== Dataset records

use crate::{AuthError, LoginThrottleConfig, Result as AuthErrorResult};

use circle_core::normalize_email;

use std::num::NonZeroU32;
use std::panic::Location;
use std::time::Duration;

use error_location::ErrorLocation;
use governor::{DefaultKeyedRateLimiter, Quota, RateLimiter};

/// Per-email limiter on login attempts.
///
/// Allows a burst of `max_attempts`, replenished evenly over the window.
/// State lives in process memory only.
pub struct LoginThrottle {
    limiter: DefaultKeyedRateLimiter<String>,
    config: LoginThrottleConfig,
}

impl LoginThrottle {
    pub fn new(config: LoginThrottleConfig) -> Self {
        let burst = NonZeroU32::new(config.max_attempts).unwrap_or(NonZeroU32::MIN);
        let period = Duration::from_secs(config.window_secs.max(1)) / burst.get();
        let quota = Quota::with_period(period)
            .unwrap_or_else(|| Quota::per_second(burst))
            .allow_burst(burst);

        Self {
            limiter: RateLimiter::keyed(quota),
            config,
        }
    }

    /// Record an attempt for `email`, failing once the budget is spent
    #[track_caller]
    pub fn check(&self, email: &str) -> AuthErrorResult<()> {
        let key = normalize_email(email);

        self.limiter
            .check_key(&key)
            .map_err(|_| AuthError::RateLimitExceeded {
                limit: self.config.max_attempts,
                window_secs: self.config.window_secs,
                location: ErrorLocation::from(Location::caller()),
            })
    }

    pub fn config(&self) -> &LoginThrottleConfig {
        &self.config
    }
}

impl Default for LoginThrottle {
    fn default() -> Self {
        Self::new(LoginThrottleConfig::default())
    }
}
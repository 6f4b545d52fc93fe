use crate::tests::MemoryStore;
use crate::{
    CallerContext, CoreError, FriendRequestEngine, QueryService, RateLimitPolicy, User,
};

use googletest::prelude::*;
use uuid::Uuid;

fn ids(users: &[User]) -> Vec<Uuid> {
    users.iter().map(|u| u.id).collect()
}

fn unlimited() -> RateLimitPolicy {
    RateLimitPolicy::new(u32::MAX, chrono::Duration::seconds(60))
}

// =========================================================================
// Friends
// =========================================================================

#[tokio::test]
async fn given_accepted_request_when_listing_friends_then_symmetric() {
    let store = MemoryStore::new();
    let alice = store.add_user("Alice", "Liddell", "alice@x.com");
    let bob = store.add_user("Bob", "Stone", "bob@x.com");
    let engine = FriendRequestEngine::new(&store, &store, unlimited());
    let request = engine
        .send_request(&CallerContext::new(alice.id), bob.id)
        .await
        .unwrap();
    engine
        .resolve_request(&CallerContext::new(bob.id), request.id, "accepted")
        .await
        .unwrap();
    let query = QueryService::new(&store, &store);

    let alice_friends = query
        .list_friends(&CallerContext::new(alice.id))
        .await
        .unwrap();
    let bob_friends = query.list_friends(&CallerContext::new(bob.id)).await.unwrap();

    assert_eq!(ids(&alice_friends), vec![bob.id]);
    assert_eq!(ids(&bob_friends), vec![alice.id]);
}

#[tokio::test]
async fn given_accepted_requests_in_both_directions_when_listing_friends_then_deduplicated() {
    let store = MemoryStore::new();
    let alice = store.add_user("Alice", "Liddell", "alice@x.com");
    let bob = store.add_user("Bob", "Stone", "bob@x.com");
    let engine = FriendRequestEngine::new(&store, &store, unlimited());
    let forward = engine
        .send_request(&CallerContext::new(alice.id), bob.id)
        .await
        .unwrap();
    let backward = engine
        .send_request(&CallerContext::new(bob.id), alice.id)
        .await
        .unwrap();
    engine
        .resolve_request(&CallerContext::new(bob.id), forward.id, "accepted")
        .await
        .unwrap();
    engine
        .resolve_request(&CallerContext::new(alice.id), backward.id, "accepted")
        .await
        .unwrap();

    let friends = QueryService::new(&store, &store)
        .list_friends(&CallerContext::new(alice.id))
        .await
        .unwrap();

    assert_eq!(ids(&friends), vec![bob.id]);
}

#[tokio::test]
async fn given_pending_or_rejected_requests_when_listing_friends_then_empty() {
    let store = MemoryStore::new();
    let alice = store.add_user("Alice", "Liddell", "alice@x.com");
    let bob = store.add_user("Bob", "Stone", "bob@x.com");
    let carol = store.add_user("Carol", "Doe", "carol@x.com");
    let engine = FriendRequestEngine::new(&store, &store, unlimited());
    engine
        .send_request(&CallerContext::new(alice.id), bob.id)
        .await
        .unwrap();
    let rejected = engine
        .send_request(&CallerContext::new(alice.id), carol.id)
        .await
        .unwrap();
    engine
        .resolve_request(&CallerContext::new(carol.id), rejected.id, "rejected")
        .await
        .unwrap();

    let friends = QueryService::new(&store, &store)
        .list_friends(&CallerContext::new(alice.id))
        .await
        .unwrap();

    assert!(friends.is_empty());
}

// =========================================================================
// Pending requests
// =========================================================================

#[tokio::test]
async fn given_mixed_requests_when_listing_pending_then_only_received_pending() {
    let store = MemoryStore::new();
    let alice = store.add_user("Alice", "Liddell", "alice@x.com");
    let bob = store.add_user("Bob", "Stone", "bob@x.com");
    let carol = store.add_user("Carol", "Doe", "carol@x.com");
    let dave = store.add_user("Dave", "Doe", "dave@x.com");
    let engine = FriendRequestEngine::new(&store, &store, unlimited());

    let from_alice = engine
        .send_request(&CallerContext::new(alice.id), bob.id)
        .await
        .unwrap();
    let from_carol = engine
        .send_request(&CallerContext::new(carol.id), bob.id)
        .await
        .unwrap();
    engine
        .resolve_request(&CallerContext::new(bob.id), from_carol.id, "accepted")
        .await
        .unwrap();
    let from_dave = engine
        .send_request(&CallerContext::new(dave.id), bob.id)
        .await
        .unwrap();
    engine
        .resolve_request(&CallerContext::new(bob.id), from_dave.id, "rejected")
        .await
        .unwrap();
    // Bob as sender must not show up in his own pending list
    engine
        .send_request(&CallerContext::new(bob.id), alice.id)
        .await
        .unwrap();

    let pending = QueryService::new(&store, &store)
        .list_pending_received(&CallerContext::new(bob.id))
        .await
        .unwrap();

    let pending_ids: Vec<Uuid> = pending.iter().map(|r| r.id).collect();
    assert_eq!(pending_ids, vec![from_alice.id]);
}

// =========================================================================
// Search
// =========================================================================

#[tokio::test]
async fn given_keyword_with_at_sign_when_searching_then_exact_email_match_only() {
    let store = MemoryStore::new();
    let bob = store.add_user("Bob", "Stone", "bob@x.com");
    store.add_user("Bobby", "Stone", "bobby@x.com");
    store.add_user("Robert", "Bob@x.com", "robert@x.com");

    let page = QueryService::new(&store, &store)
        .search_users(Some("BOB@x.com"), 1)
        .await
        .unwrap();

    assert_eq!(ids(&page.items), vec![bob.id]);
    assert_that!(page.total, eq(1));
}

#[tokio::test]
async fn given_email_keyword_with_surrounding_spaces_when_searching_then_no_match() {
    let store = MemoryStore::new();
    store.add_user("Bob", "Stone", "bob@x.com");

    let page = QueryService::new(&store, &store)
        .search_users(Some(" bob@x.com "), 1)
        .await
        .unwrap();

    assert_that!(page.items.len(), eq(0));
    assert_that!(page.total, eq(0));
}

#[tokio::test]
async fn given_plain_keyword_when_searching_then_first_or_last_name_substring_match() {
    let store = MemoryStore::new();
    let bob = store.add_user("Bob", "Stone", "bob@x.com");
    let jacob = store.add_user("Jane", "Jacobs", "jane@x.com");
    store.add_user("Alice", "Liddell", "bo@x.com");

    let page = QueryService::new(&store, &store)
        .search_users(Some("BO"), 1)
        .await
        .unwrap();

    let mut found = ids(&page.items);
    let mut expected = vec![bob.id, jacob.id];
    found.sort();
    expected.sort();
    assert_eq!(found, expected);
}

#[tokio::test]
async fn given_no_keyword_when_searching_then_missing_field() {
    let store = MemoryStore::new();

    let result = QueryService::new(&store, &store).search_users(None, 1).await;

    match result {
        Err(CoreError::MissingField { field, .. }) => assert_that!(field, eq("q")),
        other => panic!("expected MissingField, got {other:?}"),
    }
}

#[tokio::test]
async fn given_eleven_matches_when_searching_then_paged_by_ten() {
    let store = MemoryStore::new();
    for n in 0..11 {
        store.add_user(&format!("Sam{n}"), "Smith", &format!("sam{n}@x.com"));
    }
    let query = QueryService::new(&store, &store);

    let first = query.search_users(Some("smith"), 1).await.unwrap();
    let second = query.search_users(Some("smith"), 2).await.unwrap();

    assert_that!(first.items.len(), eq(10));
    assert_that!(first.total, eq(11));
    assert_eq!(first.next_page(), Some(2));
    assert_that!(second.items.len(), eq(1));
    assert_eq!(second.next_page(), None);
}

#[tokio::test]
async fn given_page_past_the_end_when_searching_then_not_found() {
    let store = MemoryStore::new();
    store.add_user("Sam", "Smith", "sam@x.com");

    let result = QueryService::new(&store, &store)
        .search_users(Some("smith"), 2)
        .await;

    assert!(matches!(result, Err(CoreError::NotFound { entity: "Page", .. })));
}

#[tokio::test]
async fn given_no_matches_when_searching_first_page_then_empty_page() {
    let store = MemoryStore::new();

    let page = QueryService::new(&store, &store)
        .search_users(Some("nobody"), 1)
        .await
        .unwrap();

    assert!(page.items.is_empty());
    assert_that!(page.total, eq(0));
}
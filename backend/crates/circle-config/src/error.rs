use std::fmt;
use std::panic::Location;
use std::path::PathBuf;

use error_location::ErrorLocation;
use thiserror::Error;

/// Table of `config.toml` a validation failure belongs to
#[derive(Debug, Clone, Copy, PartialEq, Eq)]
pub enum ConfigSection {
    Server,
    Database,
    Auth,
    Logging,
    FriendRequests,
    LoginThrottle,
    /// Process environment (working directory, env vars)
    Environment,
}

impl ConfigSection {
    pub fn as_str(&self) -> &'static str {
        match self {
            Self::Server => "server",
            Self::Database => "database",
            Self::Auth => "auth",
            Self::Logging => "logging",
            Self::FriendRequests => "friend_requests",
            Self::LoginThrottle => "login_throttle",
            Self::Environment => "environment",
        }
    }
}

impl fmt::Display for ConfigSection {
    fn fmt(&self, f: &mut fmt::Formatter<'_>) -> fmt::Result {
        f.write_str(self.as_str())
    }
}

#[derive(Error, Debug)]
pub enum ConfigError {
    #[error("Invalid [{section}] setting: {message} {location}")]
    Invalid {
        section: ConfigSection,
        message: String,
        location: ErrorLocation,
    },

    #[error("Cannot access {}: {source}", path.display())]
    Io {
        path: PathBuf,
        #[source]
        source: std::io::Error,
    },

    #[error("Malformed TOML in {}: {source}", path.display())]
    Toml {
        path: PathBuf,
        #[source]
        source: toml::de::Error,
    },
}

impl ConfigError {
    #[track_caller]
    pub fn invalid<S: Into<String>>(section: ConfigSection, message: S) -> Self {
        ConfigError::Invalid {
            section,
            message: message.into(),
            location: ErrorLocation::from(Location::caller()),
        }
    }

    /// Section at fault, for validation failures only
    pub fn section(&self) -> Option<ConfigSection> {
        match self {
            ConfigError::Invalid { section, .. } => Some(*section),
            ConfigError::Io { .. } | ConfigError::Toml { .. } => None,
        }
    }
}

pub type ConfigErrorResult<T> = std::result::Result<T, ConfigError>;
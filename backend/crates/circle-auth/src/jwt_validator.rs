use crate::{AuthError, Claims, Result as AuthErrorResult, TokenType};

use std::panic::Location;

use error_location::ErrorLocation;
use jsonwebtoken::errors::ErrorKind;
use jsonwebtoken::{Algorithm, DecodingKey, Validation, decode};

/// Tolerated clock difference between issuer and validator
const CLOCK_SKEW_LEEWAY_SECS: u64 = 30;

/// Checks HS256 tokens minted by [`crate::JwtIssuer`] with the same secret
pub struct JwtValidator {
    decoding_key: DecodingKey,
    validation: Validation,
}

impl JwtValidator {
    pub fn with_hs256(secret: &[u8]) -> Self {
        let mut validation = Validation::new(Algorithm::HS256);
        validation.leeway = CLOCK_SKEW_LEEWAY_SECS;
        validation.set_required_spec_claims(&["exp", "iat", "sub"]);

        Self {
            decoding_key: DecodingKey::from_secret(secret),
            validation,
        }
    }

    /// Signature, expiry and claim shape, for either token type
    #[track_caller]
    pub fn validate(&self, token: &str) -> AuthErrorResult<Claims> {
        let location = ErrorLocation::from(Location::caller());

        let claims = match decode::<Claims>(token, &self.decoding_key, &self.validation) {
            Ok(data) => data.claims,
            Err(e) if matches!(e.kind(), ErrorKind::ExpiredSignature) => {
                return Err(AuthError::TokenExpired { location });
            }
            Err(source) => return Err(AuthError::JwtDecode { source, location }),
        };

        claims.validate()?;

        Ok(claims)
    }

    #[track_caller]
    pub fn validate_access(&self, token: &str) -> AuthErrorResult<Claims> {
        self.validate_as(token, TokenType::Access)
    }

    #[track_caller]
    pub fn validate_refresh(&self, token: &str) -> AuthErrorResult<Claims> {
        self.validate_as(token, TokenType::Refresh)
    }

    #[track_caller]
    fn validate_as(&self, token: &str, expected: TokenType) -> AuthErrorResult<Claims> {
        let claims = self.validate(token)?;

        if claims.token_type != expected {
            return Err(AuthError::WrongTokenType {
                expected,
                actual: claims.token_type,
                location: ErrorLocation::from(Location::caller()),
            });
        }

        Ok(claims)
    }
}
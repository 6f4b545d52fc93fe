use crate::DEFAULT_LOG_LEVEL;

use std::ops::Deref;
use std::str::FromStr;

use log::{LevelFilter, ParseLevelError};
use serde::{Deserialize, Deserializer};

/// Log verbosity; unknown names in `config.toml` mean the default level
#[derive(Debug, Clone, Copy, PartialEq, Eq)]
pub struct LogLevel(pub LevelFilter);

impl Default for LogLevel {
    fn default() -> Self {
        LogLevel(DEFAULT_LOG_LEVEL)
    }
}

impl<'de> Deserialize<'de> for LogLevel {
    fn deserialize<D>(deserializer: D) -> Result<Self, D::Error>
    where
        D: Deserializer<'de>,
    {
        let name = Option::<String>::deserialize(deserializer).unwrap_or_default();

        Ok(name
            .and_then(|name| name.parse().ok())
            .unwrap_or_default())
    }
}

/// Case-insensitive `off`, `error`, `warn`, `info`, `debug` or `trace`
impl FromStr for LogLevel {
    type Err = ParseLevelError;

    fn from_str(s: &str) -> Result<Self, Self::Err> {
        s.trim().parse::<LevelFilter>().map(LogLevel)
    }
}

impl From<LogLevel> for LevelFilter {
    fn from(level: LogLevel) -> Self {
        level.0
    }
}

impl Deref for LogLevel {
    type Target = LevelFilter;

    fn deref(&self) -> &Self::Target {
        &self.0
    }
}
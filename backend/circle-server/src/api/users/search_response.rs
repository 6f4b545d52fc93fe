use crate::UserDto;

use circle_core::{Page, User};

use serde::Serialize;

#[derive(Debug, Serialize)]
pub struct SearchResponse {
    /// Matches across all pages
    pub count: u64,
    pub page: u32,
    pub page_size: u32,
    pub next: Option<u32>,
    pub previous: Option<u32>,
    pub results: Vec<UserDto>,
}

impl From<Page<User>> for SearchResponse {
    fn from(page: Page<User>) -> Self {
        Self {
            count: page.total,
            page: page.page,
            page_size: page.page_size,
            next: page.next_page(),
            previous: page.previous_page(),
            results: page.items.into_iter().map(UserDto::from).collect(),
        }
    }
}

====

Exercise:
Please reproduce the lines from the line with "let request = engine" to the line with "let rejected = engine", both ends included, exactly as they appear above.

Reply to the exercise:
    let request = engine
        .send_request(&CallerContext::new(alice.id), bob.id)
        .await
        .unwrap();
    engine
        .resolve_request(&CallerContext::new(bob.id), request.id, "accepted")
        .await
        .unwrap();
    let query = QueryService::new(&store, &store);

    let alice_friends = query
        .list_friends(&CallerContext::new(alice.id))
        .await
        .unwrap();
    let bob_friends = query.list_friends(&CallerContext::new(bob.id)).await.unwrap();

    assert_eq!(ids(&alice_friends), vec![bob.id]);
    assert_eq!(ids(&bob_friends), vec![alice.id]);
}

#[tokio::test]
async fn given_accepted_requests_in_both_directions_when_listing_friends_then_deduplicated() {
    let store = MemoryStore::new();
    let alice = store.add_user("Alice", "Liddell", "alice@x.com");
    let bob = store.add_user("Bob", "Stone", "bob@x.com");
    let engine = FriendRequestEngine::new(&store, &store, unlimited());
    let forward = engine
        .send_request(&CallerContext::new(alice.id), bob.id)
        .await
        .unwrap();
    let backward = engine
        .send_request(&CallerContext::new(bob.id), alice.id)
        .await
        .unwrap();
    engine
        .resolve_request(&CallerContext::new(bob.id), forward.id, "accepted")
        .await
        .unwrap();
    engine
        .resolve_request(&CallerContext::new(alice.id), backward.id, "accepted")
        .await
        .unwrap();

    let friends = QueryService::new(&store, &store)
        .list_friends(&CallerContext::new(alice.id))
        .await
        .unwrap();

    assert_eq!(ids(&friends), vec![bob.id]);
}

#[tokio::test]
async fn given_pending_or_rejected_requests_when_listing_friends_then_empty() {
    let store = MemoryStore::new();
    let alice = store.add_user("Alice", "Liddell", "alice@x.com");
    let bob = store.add_user("Bob", "Stone", "bob@x.com");
    let carol = store.add_user("Carol", "Doe", "carol@x.com");
    let engine = FriendRequestEngine::new(&store, &store, unlimited());
    engine
        .send_request(&CallerContext::new(alice.id), bob.id)
        .await
        .unwrap();
    let rejected = engine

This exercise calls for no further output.